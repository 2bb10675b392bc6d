//! Calculation logic for the Payroll Engine.
//!
//! This module contains the pure payroll computations: marginal income tax
//! over a bracket schedule, superannuation on gross salary, conversion of net
//! salary into local currency, and the combined, formatted salary figures
//! that make up a payslip.

use rust_decimal::Decimal;

use crate::error::EngineError;

mod currency_conversion;
mod income_tax;
mod salary;
mod superannuation;

pub use currency_conversion::{CurrencyConversion, currency_conversion};
pub use income_tax::{BracketPortion, TaxCalculation, calculate_tax, calculate_tax_breakdown};
pub use salary::{FormattedSalary, SalaryBreakdown, calculate_and_format_salary, calculate_salary};
pub use superannuation::{calculate_superannuation, superannuation_rate};

/// Error for amounts whose products no longer fit in a `Decimal`.
fn out_of_range(amount: Decimal) -> EngineError {
    EngineError::InvalidInput {
        input: amount.to_string(),
        message: "amount out of range".to_string(),
    }
}
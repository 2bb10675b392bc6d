//! Application state for the Payroll Engine API.
//!
//! This module defines the shared application state that is available
//! to all request handlers.

use std::sync::Arc;

use tokio::sync::Mutex;

use crate::service::PayslipService;

/// Shared application state.
///
/// Holds the payslip service behind a mutex so that the lookup, replace and
/// insert steps of payslip creation run as one unit per request.
#[derive(Clone)]
pub struct AppState {
    service: Arc<Mutex<PayslipService>>,
}

impl AppState {
    /// Creates a new application state around the given service.
    pub fn new(service: PayslipService) -> Self {
        Self {
            service: Arc::new(Mutex::new(service)),
        }
    }

    /// Returns the shared payslip service.
    pub fn service(&self) -> &Mutex<PayslipService> {
        &self.service
    }
}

Problem requirements
Copy all lines in the listing above where the string "that" appears.

Task output
//! that make up a payslip.
//! This module defines the shared application state that is available
/// Holds the payslip service behind a mutex so that the lookup, replace and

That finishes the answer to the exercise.